PART 3: The Human Factor
- Chapter 8. Endangered Diggers of the Deep The tragic history of human interactions with prairie dogs, a keystone species of the grasslands of the American West, and subsequent impacts on other species such as the black-footed ferret and burrowing owl.
- Chapter 9. The Good Earth Human activities associated with soil erosion and other forms of land degradation, as well as climate change and acid rain, can disrupt the proper functioning of our precious soil resource, and jeopardize our future food security.
Epilogue
Notes and References
Book Jacket Description
There are over one billion organisms in a pinch of soil, and many of them perform functions essential to all life on the planet. Yet we know much more about deep space than about the universe below. In Tales From the Underground, Cornell ecologist David W. Wolfe takes us on a spectacular tour of this unfamiliar subterranean world, introducing us to the bizarre creatures that live there, as well as the devoted scientists who study them.
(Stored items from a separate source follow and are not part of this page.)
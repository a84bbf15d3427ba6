//! `maltego-trx`: transform server for the Maltego client.
//!
//! # Quick start
//!
//! ```sh
//! # Serve the built-in transforms on the default port:
//! maltego-trx
//!
//! # Custom bind address, with request/response dumps:
//! MALTEGO_BIND=127.0.0.1:9000 MALTEGO_DUMP_MESSAGES=1 RUST_LOG=maltego_server=debug maltego-trx
//! ```
//!
//! # Environment variables
//!
//! See [`maltego_server::ServerConfig::from_env`] for the full list.

use std::sync::Arc;

use maltego_server::{build_router, transforms, ServerConfig};

#[tokio::main]
async fn main() {
    tracing_subscriber::fmt()
        .with_env_filter(
            tracing_subscriber::EnvFilter::try_from_default_env()
                .unwrap_or_else(|_| "maltego_server=info,tower_http=debug".into()),
        )
        .init();

    let config = ServerConfig::from_env();

    let registry = transforms::builtin().expect("built-in transform names are unique");
    for name in registry.names() {
        tracing::info!("route: /run/{name}");
    }

    let app = build_router(Arc::new(registry), config.clone());

    tracing::info!("listening on {}", config.bind_addr);
    let listener = tokio::net::TcpListener::bind(config.bind_addr)
        .await
        .unwrap_or_else(|e| panic!("failed to bind {}: {e}", config.bind_addr));

    axum::serve(listener, app).await.expect("server error");
}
We follow the progress of discovery from Charles Darwin's experiments with earthworms and Lewis and Clark's first encounter with prairie dogs, to the isolation of streptomycin and other antibiotics from the soil and the use of new genetic tools that are revealing an astonishingly rich ecosystem beneath our feet.
The first stop on this amazing journey takes us deep into the earth's rocky crust, where life may have begun--a world devoid of oxygen and light but safe from asteroid bombardment. The recent discovery of unusual microbes that thrive at these depths today has greatly expanded our notion of earth's biodiversity and has forced us to re-draw the evolutionary tree of life. Many scientists now believe that the total amount of biomass underground exceeds that of the surface. Home to miniscule water bears and microscopic bacteria, mole rats and burrowing owls, the underground reigns supreme.
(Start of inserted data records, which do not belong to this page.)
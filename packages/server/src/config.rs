//! Server configuration, populated from environment variables.

use std::net::SocketAddr;

/// Runtime configuration for a transform server.
///
/// All fields are populated from environment variables with defaults, so a
/// server can be started with zero configuration.
///
/// | Variable | Default | Description |
/// |----------|---------|-------------|
/// | `MALTEGO_BIND` | `0.0.0.0:8081` | TCP socket address to listen on |
/// | `MALTEGO_MAX_BODY_BYTES` | `1048576` | Largest accepted request body |
/// | `MALTEGO_DUMP_MESSAGES` | `false` | Log full request and response XML at debug level |
#[derive(Debug, Clone)]
pub struct ServerConfig {
    /// Socket address the server binds to.
    pub bind_addr: SocketAddr,

    /// Request bodies larger than this are rejected with 413.
    pub max_body_bytes: usize,

    /// Whether to dump every request and response body to the log.
    pub dump_messages: bool,
}

pub const DEFAULT_BIND: &str = "0.0.0.0:8081";
pub const DEFAULT_MAX_BODY_BYTES: usize = 1024 * 1024;

impl Default for ServerConfig {
    fn default() -> Self {
        Self {
            bind_addr: SocketAddr::from(([0, 0, 0, 0], 8081)),
            max_body_bytes: DEFAULT_MAX_BODY_BYTES,
            dump_messages: false,
        }
    }
}

impl ServerConfig {
    /// Populate config from environment variables, applying defaults where absent.
    pub fn from_env() -> Self {
        let bind_addr: SocketAddr = std::env::var("MALTEGO_BIND")
            .unwrap_or_else(|_| DEFAULT_BIND.into())
            .parse()
            .expect("MALTEGO_BIND must be a valid socket address (e.g. 0.0.0.0:8081)");

        let max_body_bytes = std::env::var("MALTEGO_MAX_BODY_BYTES")
            .ok()
            .and_then(|v| v.parse::<usize>().ok())
            .unwrap_or(DEFAULT_MAX_BODY_BYTES);

        let dump_messages = std::env::var("MALTEGO_DUMP_MESSAGES")
            .map(|v| parse_flag(&v))
            .unwrap_or(false);

        Self {
            bind_addr,
            max_body_bytes,
            dump_messages,
        }
    }
}

fn parse_flag(v: &str) -> bool {
    matches!(
        v.trim().to_ascii_lowercase().as_str(),
        "1" | "true" | "yes" | "on"
    )
}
Wolfe lifts the veil on this hidden world, revealing for the first time what makes subterranean life so unique--and so precious. Soil creatures work hard for us, producing important pharmaceuticals, recycling life's essential elements, and helping plants gather nutrients from below. But human activities could easily disrupt the delicate balance within the underground. As Wolfe so eloquently explains, the future of our species may well depend on how we manage our living soil resource.
An original, awe-inspiring journey through a strange realm, Tales From the Underground will forever alter our appreciation of the natural world around--and beneath--us.
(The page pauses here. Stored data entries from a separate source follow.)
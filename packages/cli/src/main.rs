//! `mtg`: Maltego transform protocol command-line interface.
//!
//! Provides three subcommands:
//!
//! - **`inspect`**: decode a message and print a human-readable summary.
//! - **`exception`**: print an exception envelope.
//! - **`resolve`**: a local transform resolving a DNS name to IPv4 addresses.
//!
//! XML goes to stdout; logs and progress updates go to stderr.

use std::fs;
use std::io::{self, Read};
use std::net::{IpAddr, ToSocketAddrs};
use std::path::PathBuf;
use std::process;

use clap::{Parser, Subcommand};
use maltego::{
    die, entity_types, print_progress, summary, LocalTransform, Transform, UiMessageType,
};

/// mtg: Maltego transform protocol CLI
///
/// Inspect transform messages and run local transforms.
#[derive(Parser)]
#[command(name = "mtg", version, about, long_about = None)]
struct Cli {
    #[command(subcommand)]
    command: Command,
}

#[derive(Subcommand)]
enum Command {
    /// Decode a transform message and print a summary of it.
    ///
    /// Accepts request, response and exception envelopes. Exits 1 if the
    /// input does not decode.
    ///
    /// Pass `-` as FILE to read from stdin.
    Inspect {
        /// Path to an XML file, or `-` for stdin.
        file: PathBuf,

        /// Print the decoded message as JSON instead of text.
        #[arg(long)]
        json: bool,
    },

    /// Print an exception envelope carrying TEXT.
    ///
    /// Examples:
    ///   mtg exception "API key missing"
    ///   mtg exception --code 429 "rate limited" "try again later"
    Exception {
        /// Exception code attached to every message.
        #[arg(short = 'c', long, env = "MTG_EXCEPTION_CODE", default_value = "500")]
        code: String,

        /// One exception per argument.
        #[arg(required = true, value_name = "TEXT")]
        messages: Vec<String>,
    },

    /// Local transform: resolve a DNS name to IPv4Address entities.
    ///
    /// Invoked by the client as `mtg resolve VALUE PROPS`, where PROPS is a
    /// `#`-separated list of `key=value` pairs. Lookup failures are reported
    /// to the client as a fatal UI message.
    Resolve {
        /// The input value followed by the property arguments.
        #[arg(trailing_var_arg = true, allow_hyphen_values = true, value_name = "ARGS")]
        args: Vec<String>,
    },
}

fn main() {
    tracing_subscriber::fmt()
        .with_writer(io::stderr)
        .with_env_filter(
            tracing_subscriber::EnvFilter::try_from_default_env()
                .unwrap_or_else(|_| "maltego=warn,mtg=warn".into()),
        )
        .init();

    let cli = Cli::parse();

    match cli.command {
        Command::Inspect { file, json } => {
            let xml = read_input(&file);
            let message = maltego::decode(&xml).unwrap_or_else(|e| {
                eprintln!("error: {e}");
                process::exit(1);
            });
            if json {
                match serde_json::to_string_pretty(&message) {
                    Ok(s) => println!("{s}"),
                    Err(e) => fatal(&format!("failed to serialise message: {e}")),
                }
            } else {
                print!("{}", summary::render_message(&message));
            }
        }

        Command::Exception { code, messages } => {
            let mut t = Transform::new();
            for text in &messages {
                t.add_exception(text, &code);
            }
            println!("{}", t.render_as_exception());
        }

        Command::Resolve { args } => {
            let local = LocalTransform::parse(&args).unwrap_or_else(|e| {
                tracing::error!("{e}: {args:?}");
                eprintln!("mtg: {e}");
                process::exit(1);
            });
            println!("{}", resolve(&local));
        }
    }
}

/// Run the resolve transform and return its rendered reply.
fn resolve(local: &LocalTransform) -> String {
    let host = local.value.trim();
    if host.is_empty() {
        die("empty value", "no host name to resolve");
    }
    report_progress(0);

    let addrs = (host, 0)
        .to_socket_addrs()
        .unwrap_or_else(|e| die(e, &format!("failed to resolve {host}")));

    let mut ips = Vec::new();
    for addr in addrs {
        if let IpAddr::V4(ip) = addr.ip() {
            if !ips.contains(&ip) {
                ips.push(ip);
            }
        }
    }
    tracing::debug!(%host, ?ips, "lookup results");

    let mut t = Transform::new();
    for ip in &ips {
        let entity = t.add_entity(entity_types::IPV4_ADDRESS, &ip.to_string());
        entity.set_link_label("resolves to");
        if let Some(note) = local.values.get("note") {
            entity.set_note(note);
        }
    }
    if ips.is_empty() {
        t.add_ui_message(
            &format!("no IPv4 addresses found for {host}"),
            UiMessageType::PartialError,
        );
    }
    t.add_ui_message("complete", UiMessageType::Inform);
    report_progress(100);
    t.render()
}

fn report_progress(percentage: i32) {
    if let Err(e) = print_progress(percentage) {
        tracing::warn!("{e}");
    }
}

/// Read the full contents of a file, or stdin when the path is `"-"`.
fn read_input(path: &PathBuf) -> Vec<u8> {
    if path.to_str() == Some("-") {
        let mut buf = Vec::new();
        io::stdin()
            .read_to_end(&mut buf)
            .unwrap_or_else(|e| fatal(&format!("failed to read stdin: {}", e)));
        buf
    } else {
        fs::read(path)
            .unwrap_or_else(|e| fatal(&format!("failed to read {}: {}", path.display(), e)))
    }
}

/// Print an error message to stderr and exit with code 2.
fn fatal(msg: &str) -> ! {
    eprintln!("mtg: {}", msg);
    process::exit(2);
}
Publisher's Weekly review (May 28, 2001)
The world around us, according to Wolfe, a Cornell University plant physiologist, isn't quite as it appears. Our perspective is skewed because we are "surface chauvinists" when, in fact, a great deal of the earth's biological activity occurs underground. "The latest scientific data suggest that the total biomass of the life beneath our feet is much more vast than all that we observe aboveground." Wolfe does a superb job of describing in nontechnical, accessible terms the major groups of organisms living below ground and the ecological roles they play. Whether he is writing of bacteria, fungi, earthworms, prairie dogs, black-footed ferrets and burrowing owls-Wolfe is consistently engaging. He argues convincingly that life on our planet most likely began not in some primordial ocean but rather deep beneath the surface under extreme temperature conditions, and that this information needs to inform our search for extraterrestrial life. These largely unseen ecological communities play surprisingly critical roles in human civilization, from aiding in soil formation to assisting plant growth and from controlling the world's nitrogen cycle to helping curtail erosion. Wolfe, by asserting that many of our current ecological practices run the risk of disrupting the lives of our subterranean neighbors, raises issues and questions that deserve a wide hearing.